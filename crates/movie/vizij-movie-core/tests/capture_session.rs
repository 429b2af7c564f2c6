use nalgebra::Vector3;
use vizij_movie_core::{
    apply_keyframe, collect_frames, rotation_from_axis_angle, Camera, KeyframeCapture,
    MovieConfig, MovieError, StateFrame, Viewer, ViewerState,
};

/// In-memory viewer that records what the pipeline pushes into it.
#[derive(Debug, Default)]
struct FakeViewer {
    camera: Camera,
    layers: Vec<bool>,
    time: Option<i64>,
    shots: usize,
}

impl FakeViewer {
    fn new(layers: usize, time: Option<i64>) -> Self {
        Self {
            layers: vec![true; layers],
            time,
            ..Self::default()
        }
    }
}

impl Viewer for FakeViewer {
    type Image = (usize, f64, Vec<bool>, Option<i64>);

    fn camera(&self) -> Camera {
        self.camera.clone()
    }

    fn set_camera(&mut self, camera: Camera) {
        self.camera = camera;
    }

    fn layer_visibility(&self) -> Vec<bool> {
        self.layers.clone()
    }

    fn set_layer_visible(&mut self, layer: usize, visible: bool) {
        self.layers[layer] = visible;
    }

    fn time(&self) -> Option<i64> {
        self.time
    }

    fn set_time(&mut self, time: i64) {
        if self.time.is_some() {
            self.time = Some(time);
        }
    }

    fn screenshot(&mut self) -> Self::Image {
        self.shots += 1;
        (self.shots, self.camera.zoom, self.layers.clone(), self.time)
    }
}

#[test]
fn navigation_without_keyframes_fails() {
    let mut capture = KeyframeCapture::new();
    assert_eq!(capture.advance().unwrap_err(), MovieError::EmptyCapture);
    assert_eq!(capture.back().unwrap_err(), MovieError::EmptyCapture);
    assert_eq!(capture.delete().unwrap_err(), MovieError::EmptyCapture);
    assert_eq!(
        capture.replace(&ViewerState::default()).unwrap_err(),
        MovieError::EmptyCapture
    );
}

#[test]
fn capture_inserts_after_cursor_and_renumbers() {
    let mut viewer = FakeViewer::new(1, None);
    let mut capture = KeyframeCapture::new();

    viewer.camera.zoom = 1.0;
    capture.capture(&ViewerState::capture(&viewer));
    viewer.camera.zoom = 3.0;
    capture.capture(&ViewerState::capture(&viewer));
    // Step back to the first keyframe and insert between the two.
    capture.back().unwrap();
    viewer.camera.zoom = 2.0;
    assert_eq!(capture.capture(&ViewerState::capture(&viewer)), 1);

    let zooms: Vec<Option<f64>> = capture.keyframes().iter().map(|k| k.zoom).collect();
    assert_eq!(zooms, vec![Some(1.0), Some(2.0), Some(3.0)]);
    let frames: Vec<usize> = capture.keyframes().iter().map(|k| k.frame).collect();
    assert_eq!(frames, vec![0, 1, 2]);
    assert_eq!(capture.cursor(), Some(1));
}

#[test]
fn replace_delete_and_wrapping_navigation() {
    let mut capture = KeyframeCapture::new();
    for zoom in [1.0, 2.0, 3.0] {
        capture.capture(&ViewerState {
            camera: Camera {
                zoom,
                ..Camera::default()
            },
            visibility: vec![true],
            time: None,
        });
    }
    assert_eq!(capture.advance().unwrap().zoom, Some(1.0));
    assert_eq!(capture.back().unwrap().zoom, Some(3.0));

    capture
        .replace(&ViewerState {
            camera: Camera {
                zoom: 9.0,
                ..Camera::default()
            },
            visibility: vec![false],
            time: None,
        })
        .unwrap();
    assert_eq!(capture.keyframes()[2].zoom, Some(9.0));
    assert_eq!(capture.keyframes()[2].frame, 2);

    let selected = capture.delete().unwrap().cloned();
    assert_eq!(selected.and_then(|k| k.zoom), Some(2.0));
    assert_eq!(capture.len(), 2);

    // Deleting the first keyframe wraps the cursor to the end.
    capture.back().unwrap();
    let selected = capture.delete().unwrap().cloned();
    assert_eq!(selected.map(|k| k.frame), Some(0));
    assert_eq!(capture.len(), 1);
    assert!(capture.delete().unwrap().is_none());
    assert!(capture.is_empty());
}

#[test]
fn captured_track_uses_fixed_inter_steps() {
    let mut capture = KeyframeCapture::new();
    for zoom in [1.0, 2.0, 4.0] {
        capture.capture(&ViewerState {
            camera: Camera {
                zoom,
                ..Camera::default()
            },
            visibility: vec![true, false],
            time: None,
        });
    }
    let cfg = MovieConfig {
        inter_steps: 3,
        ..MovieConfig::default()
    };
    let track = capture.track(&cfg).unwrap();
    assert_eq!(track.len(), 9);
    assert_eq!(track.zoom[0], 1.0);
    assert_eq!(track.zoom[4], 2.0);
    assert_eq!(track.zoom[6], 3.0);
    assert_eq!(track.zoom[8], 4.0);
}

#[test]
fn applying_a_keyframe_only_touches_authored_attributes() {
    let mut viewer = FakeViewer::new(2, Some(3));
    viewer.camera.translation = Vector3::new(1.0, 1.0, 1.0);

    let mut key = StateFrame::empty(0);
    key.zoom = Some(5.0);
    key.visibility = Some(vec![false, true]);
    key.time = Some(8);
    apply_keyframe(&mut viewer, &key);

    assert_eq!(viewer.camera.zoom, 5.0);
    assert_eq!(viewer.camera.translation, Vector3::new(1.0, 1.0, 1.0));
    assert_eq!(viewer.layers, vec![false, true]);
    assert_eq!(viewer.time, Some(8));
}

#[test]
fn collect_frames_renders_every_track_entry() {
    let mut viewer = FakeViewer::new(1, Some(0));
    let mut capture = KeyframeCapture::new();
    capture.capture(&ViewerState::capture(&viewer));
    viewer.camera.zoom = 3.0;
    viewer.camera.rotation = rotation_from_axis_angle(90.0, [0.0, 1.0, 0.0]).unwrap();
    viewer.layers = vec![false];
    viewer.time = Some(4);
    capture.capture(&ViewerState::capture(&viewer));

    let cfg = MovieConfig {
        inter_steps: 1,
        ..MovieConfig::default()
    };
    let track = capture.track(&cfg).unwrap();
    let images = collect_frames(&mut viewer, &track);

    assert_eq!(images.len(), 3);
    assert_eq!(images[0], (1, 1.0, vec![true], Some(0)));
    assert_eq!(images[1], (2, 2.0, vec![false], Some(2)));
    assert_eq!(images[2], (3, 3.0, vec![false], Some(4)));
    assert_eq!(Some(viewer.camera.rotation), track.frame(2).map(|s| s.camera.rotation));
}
--
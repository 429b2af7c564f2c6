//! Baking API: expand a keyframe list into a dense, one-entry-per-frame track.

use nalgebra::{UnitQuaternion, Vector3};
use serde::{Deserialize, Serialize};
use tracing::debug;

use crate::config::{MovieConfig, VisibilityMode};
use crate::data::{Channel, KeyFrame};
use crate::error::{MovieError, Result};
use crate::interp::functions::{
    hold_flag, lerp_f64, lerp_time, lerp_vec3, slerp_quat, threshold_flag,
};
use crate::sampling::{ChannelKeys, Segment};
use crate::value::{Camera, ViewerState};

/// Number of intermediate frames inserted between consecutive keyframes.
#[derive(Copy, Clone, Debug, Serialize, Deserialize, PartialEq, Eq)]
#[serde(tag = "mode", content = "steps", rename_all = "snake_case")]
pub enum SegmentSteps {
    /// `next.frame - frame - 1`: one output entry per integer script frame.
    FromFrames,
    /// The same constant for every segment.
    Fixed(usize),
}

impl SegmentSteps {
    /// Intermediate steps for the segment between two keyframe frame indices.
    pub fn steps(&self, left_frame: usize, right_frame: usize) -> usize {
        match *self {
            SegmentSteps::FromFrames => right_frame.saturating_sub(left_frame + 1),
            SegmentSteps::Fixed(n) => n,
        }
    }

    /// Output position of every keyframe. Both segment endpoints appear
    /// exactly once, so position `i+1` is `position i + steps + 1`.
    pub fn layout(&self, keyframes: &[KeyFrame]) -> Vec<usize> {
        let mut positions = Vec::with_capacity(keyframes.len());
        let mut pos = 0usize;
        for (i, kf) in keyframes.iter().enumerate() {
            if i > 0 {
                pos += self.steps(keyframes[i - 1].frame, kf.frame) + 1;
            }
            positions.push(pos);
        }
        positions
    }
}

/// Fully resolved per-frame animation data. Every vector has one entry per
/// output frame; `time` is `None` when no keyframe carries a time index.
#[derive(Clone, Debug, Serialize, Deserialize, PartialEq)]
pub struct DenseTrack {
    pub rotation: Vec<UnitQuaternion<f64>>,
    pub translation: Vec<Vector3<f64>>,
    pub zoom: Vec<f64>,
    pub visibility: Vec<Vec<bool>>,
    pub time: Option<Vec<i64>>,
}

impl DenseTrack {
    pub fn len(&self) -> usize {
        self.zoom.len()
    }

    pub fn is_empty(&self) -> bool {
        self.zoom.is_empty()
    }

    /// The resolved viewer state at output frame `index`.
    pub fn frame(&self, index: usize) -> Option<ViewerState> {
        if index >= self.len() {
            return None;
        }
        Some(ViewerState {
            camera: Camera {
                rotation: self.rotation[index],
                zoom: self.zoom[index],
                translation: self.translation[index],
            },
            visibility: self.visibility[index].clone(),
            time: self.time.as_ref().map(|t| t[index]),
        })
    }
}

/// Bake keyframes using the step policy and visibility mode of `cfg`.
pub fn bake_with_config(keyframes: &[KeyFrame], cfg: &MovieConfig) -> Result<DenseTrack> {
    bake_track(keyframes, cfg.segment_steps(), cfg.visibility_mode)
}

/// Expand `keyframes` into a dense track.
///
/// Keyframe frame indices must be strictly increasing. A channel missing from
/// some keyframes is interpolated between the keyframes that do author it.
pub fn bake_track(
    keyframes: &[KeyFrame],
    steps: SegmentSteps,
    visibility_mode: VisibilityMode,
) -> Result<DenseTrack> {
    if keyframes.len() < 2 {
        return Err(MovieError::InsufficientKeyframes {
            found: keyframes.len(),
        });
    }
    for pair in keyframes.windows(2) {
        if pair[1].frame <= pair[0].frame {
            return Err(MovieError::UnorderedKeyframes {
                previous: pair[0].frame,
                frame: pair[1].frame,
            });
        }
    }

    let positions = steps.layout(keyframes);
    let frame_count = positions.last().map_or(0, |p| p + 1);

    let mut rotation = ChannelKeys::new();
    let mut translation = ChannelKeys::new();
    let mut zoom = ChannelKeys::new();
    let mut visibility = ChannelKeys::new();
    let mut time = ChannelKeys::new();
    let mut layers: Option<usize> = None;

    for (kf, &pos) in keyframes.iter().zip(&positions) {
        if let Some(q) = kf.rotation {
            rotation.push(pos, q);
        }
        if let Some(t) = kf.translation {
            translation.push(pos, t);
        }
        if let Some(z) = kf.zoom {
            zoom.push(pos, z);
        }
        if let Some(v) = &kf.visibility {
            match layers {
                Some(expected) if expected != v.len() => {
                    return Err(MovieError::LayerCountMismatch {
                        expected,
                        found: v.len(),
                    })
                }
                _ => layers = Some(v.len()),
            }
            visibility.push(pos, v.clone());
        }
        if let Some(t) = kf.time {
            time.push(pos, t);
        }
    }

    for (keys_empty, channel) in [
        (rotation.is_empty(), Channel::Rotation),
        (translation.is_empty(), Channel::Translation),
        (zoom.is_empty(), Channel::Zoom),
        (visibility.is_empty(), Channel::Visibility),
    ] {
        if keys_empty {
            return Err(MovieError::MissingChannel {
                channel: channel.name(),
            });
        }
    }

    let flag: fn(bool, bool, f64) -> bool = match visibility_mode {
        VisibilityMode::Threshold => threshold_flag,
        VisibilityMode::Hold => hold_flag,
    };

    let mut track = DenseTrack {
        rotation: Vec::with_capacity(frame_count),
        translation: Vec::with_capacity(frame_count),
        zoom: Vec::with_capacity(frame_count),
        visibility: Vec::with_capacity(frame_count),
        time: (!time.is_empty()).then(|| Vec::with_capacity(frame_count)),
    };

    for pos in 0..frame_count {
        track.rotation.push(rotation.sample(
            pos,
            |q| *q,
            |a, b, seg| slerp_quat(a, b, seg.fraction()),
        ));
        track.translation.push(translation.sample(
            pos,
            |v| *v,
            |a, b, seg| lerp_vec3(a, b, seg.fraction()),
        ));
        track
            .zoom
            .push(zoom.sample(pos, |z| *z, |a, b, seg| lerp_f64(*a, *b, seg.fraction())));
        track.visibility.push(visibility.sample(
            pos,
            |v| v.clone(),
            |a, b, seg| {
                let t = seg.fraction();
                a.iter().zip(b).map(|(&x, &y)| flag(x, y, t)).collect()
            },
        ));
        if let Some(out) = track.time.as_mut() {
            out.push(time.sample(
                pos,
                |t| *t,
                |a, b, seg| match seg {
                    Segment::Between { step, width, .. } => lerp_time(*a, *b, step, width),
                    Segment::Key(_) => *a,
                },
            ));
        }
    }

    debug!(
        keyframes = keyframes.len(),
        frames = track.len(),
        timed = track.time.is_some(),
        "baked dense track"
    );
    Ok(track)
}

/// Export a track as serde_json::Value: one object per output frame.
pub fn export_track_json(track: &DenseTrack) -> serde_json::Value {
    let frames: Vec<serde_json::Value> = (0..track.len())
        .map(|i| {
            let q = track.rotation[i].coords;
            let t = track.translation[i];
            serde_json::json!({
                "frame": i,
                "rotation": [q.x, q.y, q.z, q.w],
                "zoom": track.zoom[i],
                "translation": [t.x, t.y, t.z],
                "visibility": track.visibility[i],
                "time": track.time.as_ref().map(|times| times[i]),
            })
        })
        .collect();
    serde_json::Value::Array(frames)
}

About this task:
Say, as a number only, how many lines of the data contain "return".

Output:
5